When the prototype has served its purpose, recycling is simple: just drop the board into a tank of water. The PVA dissolves away, the liquid metal separates into reusable droplets, and the electronic components are freed without the messy process of desoldering. The recovered PVA can even be reprocessed into new 3D-printing filament, meaning virtually all of the material can be looped back into future builds.

To assess the performance of the technology, the researchers tested conductivity, insulation distances, current capacity, and high-frequency signal transmission. While it does not yet rival traditional FR-4 boards in every metric, it performs well enough for prototyping and educational purposes. The team built several demonstration devices — including a Bluetooth speaker, a shape-changing robotic gripper, and a fidget toy with integrated circuitry — to showcase the technology’s potential.
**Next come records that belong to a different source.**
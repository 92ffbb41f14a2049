use chrono::{DateTime, Utc};
use serde::{Deserialize, Serialize};
use std::collections::BTreeMap;
use uuid::Uuid;

/// Kind of processing a job performs, fixed at creation.
#[derive(Debug, Clone, Copy, Serialize, Deserialize, PartialEq, Eq, strum::Display)]
#[serde(rename_all = "snake_case")]
#[strum(serialize_all = "snake_case")]
pub enum JobType {
    /// Generative edit only.
    GptEdit,
    /// Face swap only.
    FaceSwap,
    /// Generative edit followed by a face swap on the edited image.
    Composite,
}

/// Status of a job in its stage sequence.
///
/// `Editing` and `Faceswap` mark a stage in flight; `Edited` marks the edit
/// stage's artifact as published. `Done` and `Failed` are terminal.
#[derive(Debug, Clone, Copy, Serialize, Deserialize, PartialEq, Eq, strum::Display)]
#[serde(rename_all = "snake_case")]
#[strum(serialize_all = "snake_case")]
pub enum JobStatus {
    Queued,
    Editing,
    Edited,
    Faceswap,
    Done,
    Failed,
}

impl JobType {
    /// The full forward stage sequence for this job type, `Queued` through `Done`.
    pub fn stages(&self) -> &'static [JobStatus] {
        use JobStatus::*;
        match self {
            JobType::GptEdit => &[Queued, Editing, Edited, Done],
            JobType::FaceSwap => &[Queued, Faceswap, Done],
            JobType::Composite => &[Queued, Editing, Edited, Faceswap, Done],
        }
    }

    /// Whether a forward transition `from -> to` is legal for this type.
    fn allows(&self, from: JobStatus, to: JobStatus) -> bool {
        let stages = self.stages();
        stages
            .windows(2)
            .any(|pair| pair[0] == from && pair[1] == to)
    }
}

impl JobStatus {
    /// Progress percentage implied by this status. `Failed` has no intrinsic
    /// progress; a failed job keeps the value of its last successful stage.
    pub fn progress(&self) -> Option<u8> {
        match self {
            JobStatus::Queued => Some(0),
            JobStatus::Editing => Some(25),
            JobStatus::Edited => Some(50),
            JobStatus::Faceswap => Some(75),
            JobStatus::Done => Some(100),
            JobStatus::Failed => None,
        }
    }

    pub fn is_terminal(&self) -> bool {
        matches!(self, JobStatus::Done | JobStatus::Failed)
    }
}

/// Classification of a job failure, surfaced via `GET /jobs/{id}`.
#[derive(Debug, Clone, Copy, Serialize, Deserialize, PartialEq, Eq, strum::Display)]
#[serde(rename_all = "snake_case")]
#[strum(serialize_all = "snake_case")]
pub enum FailureKind {
    /// Backend could not be reached (connection refused, timeout). Retryable.
    Unavailable,
    /// Backend inspected the request and declined it (e.g. no face detected).
    Rejected,
    /// Backend failed in an unclassified way.
    Unexpected,
    /// Failure inside the pipeline itself (artifact I/O, missing input).
    Internal,
}

/// Terminal failure record attached to a job, set at most once.
#[derive(Debug, Clone, Serialize, Deserialize, PartialEq)]
pub struct JobError {
    pub kind: FailureKind,
    pub message: String,
    /// Status the job held when the failure occurred.
    pub stage: JobStatus,
}

/// What kind of edit the generative backend should apply. Exactly one variant
/// with its field present; validated by the dispatcher before a job exists.
#[derive(Debug, Clone, Serialize, Deserialize, PartialEq)]
#[serde(tag = "type", rename_all = "snake_case")]
pub enum ProcessingOptions {
    Color { color: String },
    Prompt { prompt: String },
}

/// How source faces are assigned to persons in the target image.
#[derive(Debug, Clone, Serialize, Deserialize, PartialEq)]
#[serde(untagged)]
pub enum MappingPolicy {
    Strategy(SwapStrategy),
    /// Explicit person-position indices, one per source face.
    Indices(Vec<u32>),
}

#[derive(Debug, Clone, Copy, Serialize, Deserialize, PartialEq, Eq)]
#[serde(rename_all = "snake_case")]
pub enum SwapStrategy {
    Similarity,
    LeftToRight,
}

impl Default for MappingPolicy {
    fn default() -> Self {
        MappingPolicy::Strategy(SwapStrategy::Similarity)
    }
}

/// A source face to composite onto the target image.
#[derive(Debug, Clone, Serialize, Deserialize, PartialEq)]
pub struct FaceRef {
    /// Opaque person identifier within the target image, when known.
    #[serde(default, skip_serializing_if = "Option::is_none")]
    pub id: Option<String>,
    /// Location of the replacement face image.
    pub source_url: String,
}

/// One client-requested image transformation, tracked through its stage
/// sequence to a terminal outcome. Mutated only through the methods below so
/// the state-machine invariants hold by construction.
#[derive(Debug, Clone, Serialize, Deserialize)]
pub struct Job {
    pub id: Uuid,
    pub job_type: JobType,
    pub status: JobStatus,
    pub progress: u8,
    /// Primary image the job operates on.
    pub image_url: String,
    /// Source faces for person-targeted stages, in submission order.
    pub faces: Vec<FaceRef>,
    /// Present for `gpt_edit` and `composite` jobs.
    pub processing_options: Option<ProcessingOptions>,
    pub mapping: MappingPolicy,
    /// Stage name -> published artifact URL. Append-only.
    pub artifacts: BTreeMap<String, String>,
    pub error: Option<JobError>,
    pub created_at: DateTime<Utc>,
    pub updated_at: DateTime<Utc>,
}

#[derive(Debug, thiserror::Error, PartialEq)]
pub enum TransitionError {
    #[error("illegal transition {from} -> {to} for {job_type} job")]
    Illegal {
        job_type: JobType,
        from: JobStatus,
        to: JobStatus,
    },

    #[error("job already terminal in status {0}")]
    Terminal(JobStatus),

    #[error("artifact for stage '{0}' already published")]
    ArtifactExists(String),
}

impl Job {
    pub fn new(
        job_type: JobType,
        image_url: String,
        faces: Vec<FaceRef>,
        processing_options: Option<ProcessingOptions>,
        mapping: MappingPolicy,
    ) -> Self {
        let now = Utc::now();
        Self {
            id: Uuid::new_v4(),
            job_type,
            status: JobStatus::Queued,
            progress: 0,
            image_url,
            faces,
            processing_options,
            mapping,
            artifacts: BTreeMap::new(),
            error: None,
            created_at: now,
            updated_at: now,
        }
    }

    /// Advance to the next status in this job's stage sequence.
    pub fn advance(&mut self, next: JobStatus) -> Result<(), TransitionError> {
        if self.status.is_terminal() {
            return Err(TransitionError::Terminal(self.status));
        }
        if !self.job_type.allows(self.status, next) {
            return Err(TransitionError::Illegal {
                job_type: self.job_type,
                from: self.status,
                to: next,
            });
        }
        self.status = next;
        // Forward statuses always carry a progress value.
        if let Some(progress) = next.progress() {
            self.progress = progress;
        }
        self.updated_at = Utc::now();
        Ok(())
    }

    /// Transition to `Failed`, recording the error and freezing progress at
    /// its last successful value.
    pub fn fail(
        &mut self,
        kind: FailureKind,
        message: impl Into<String>,
    ) -> Result<(), TransitionError> {
        if self.status.is_terminal() {
            return Err(TransitionError::Terminal(self.status));
        }
        self.error = Some(JobError {
            kind,
            message: message.into(),
            stage: self.status,
        });
        self.status = JobStatus::Failed;
        self.updated_at = Utc::now();
        Ok(())
    }

    /// Record a published artifact for a stage. Overwrites are rejected.
    pub fn add_artifact(
        &mut self,
        stage: impl Into<String>,
        url: impl Into<String>,
    ) -> Result<(), TransitionError> {
        let stage = stage.into();
        if self.artifacts.contains_key(&stage) {
            return Err(TransitionError::ArtifactExists(stage));
        }
        self.artifacts.insert(stage, url.into());
        self.updated_at = Utc::now();
        Ok(())
    }

    /// URL of the final result, present once the job is done.
    pub fn result_url(&self) -> Option<&str> {
        self.artifacts.get("result").map(String::as_str)
    }
}

#[cfg(test)]
mod tests {
    use super::*;

    fn job(job_type: JobType) -> Job {
        Job::new(
            job_type,
            "/media/uploads/group.png".to_string(),
            vec![FaceRef {
                id: Some("p1".to_string()),
                source_url: "/media/uploads/face1.png".to_string(),
            }],
            Some(ProcessingOptions::Prompt {
                prompt: "enchanted forest".to_string(),
            }),
            MappingPolicy::default(),
        )
    }

    #[test]
    fn gpt_edit_walks_its_stage_table() {
        let mut j = job(JobType::GptEdit);
        assert_eq!((j.status, j.progress), (JobStatus::Queued, 0));
        j.advance(JobStatus::Editing).unwrap();
        assert_eq!(j.progress, 25);
        j.advance(JobStatus::Edited).unwrap();
        assert_eq!(j.progress, 50);
        j.advance(JobStatus::Done).unwrap();
        assert_eq!(j.progress, 100);
    }

    #[test]
    fn face_swap_skips_edit_stages() {
        let mut j = job(JobType::FaceSwap);
        j.advance(JobStatus::Faceswap).unwrap();
        assert_eq!(j.progress, 75);
        j.advance(JobStatus::Done).unwrap();
        assert_eq!(j.progress, 100);
    }

    #[test]
    fn composite_runs_both_stages() {
        let mut j = job(JobType::Composite);
        for next in [
            JobStatus::Editing,
            JobStatus::Edited,
            JobStatus::Faceswap,
            JobStatus::Done,
        ] {
            j.advance(next).unwrap();
            assert_eq!(j.progress, next.progress().unwrap());
        }
    }

    #[test]
    fn skipping_a_stage_is_rejected() {
        let mut j = job(JobType::GptEdit);
        let err = j.advance(JobStatus::Done).unwrap_err();
        assert!(matches!(err, TransitionError::Illegal { .. }));
        // Job is untouched
        assert_eq!(j.status, JobStatus::Queued);
        assert_eq!(j.progress, 0);
    }

    #[test]
    fn reversing_is_rejected() {
        let mut j = job(JobType::GptEdit);
        j.advance(JobStatus::Editing).unwrap();
        j.advance(JobStatus::Edited).unwrap();
        let err = j.advance(JobStatus::Editing).unwrap_err();
        assert!(matches!(err, TransitionError::Illegal { .. }));
    }

    #[test]
    fn face_swap_cannot_enter_edit_stages() {
        let mut j = job(JobType::FaceSwap);
        assert!(j.advance(JobStatus::Editing).is_err());
    }

    #[test]
    fn failure_freezes_progress_and_records_stage() {
        let mut j = job(JobType::Composite);
        j.advance(JobStatus::Editing).unwrap();
        j.advance(JobStatus::Edited).unwrap();
        j.fail(FailureKind::Unavailable, "swap engine unreachable")
            .unwrap();
        assert_eq!(j.status, JobStatus::Failed);
        assert_eq!(j.progress, 50);
        let err = j.error.as_ref().unwrap();
        assert_eq!(err.kind, FailureKind::Unavailable);
        assert_eq!(err.stage, JobStatus::Edited);
    }

    #[test]
    fn terminal_jobs_reject_further_transitions() {
        let mut j = job(JobType::FaceSwap);
        j.advance(JobStatus::Faceswap).unwrap();
        j.advance(JobStatus::Done).unwrap();
        assert_eq!(
            j.fail(FailureKind::Unexpected, "late"),
            Err(TransitionError::Terminal(JobStatus::Done))
        );
        assert!(j.advance(JobStatus::Done).is_err());

        let mut f = job(JobType::FaceSwap);
        f.fail(FailureKind::Rejected, "no face detected").unwrap();
        assert!(f.advance(JobStatus::Faceswap).is_err());
    }

    #[test]
    fn artifacts_are_append_only() {
        let mut j = job(JobType::GptEdit);
        j.add_artifact("edited", "/media/jobs/x/edited.png").unwrap();
        let err = j
            .add_artifact("edited", "/media/jobs/x/other.png")
            .unwrap_err();
        assert_eq!(err, TransitionError::ArtifactExists("edited".to_string()));
        assert_eq!(
            j.artifacts.get("edited").unwrap(),
            "/media/jobs/x/edited.png"
        );
    }

    #[test]
    fn processing_options_round_trip_tagged() {
        let opts: ProcessingOptions =
            serde_json::from_str(r##"{"type":"color","color":"#ffcc00"}"##).unwrap();
        assert_eq!(
            opts,
            ProcessingOptions::Color {
                color: "#ffcc00".to_string()
            }
        );
    }

    #[test]
    fn mapping_policy_accepts_strategy_or_indices() {
        let m: MappingPolicy = serde_json::from_str(r#""left_to_right""#).unwrap();
        assert_eq!(m, MappingPolicy::Strategy(SwapStrategy::LeftToRight));
        let m: MappingPolicy = serde_json::from_str("[2,0,1]").unwrap();
        assert_eq!(m, MappingPolicy::Indices(vec![2, 0, 1]));
    }
}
There are limitations to this approach, however. PVA can be tricky to 3D print without clogging, and liquid metal injection requires care to avoid air bubbles and leaks. The technique is not yet suited for high-volume production, and durability lags behind conventional boards. But as a tool for prototyping, it opens a new pathway toward more sustainable electronics. Maybe the answer to our growing e-waste problem is not just better recycling methods, but rethinking the very materials and processes we use when designing electronics in the first place.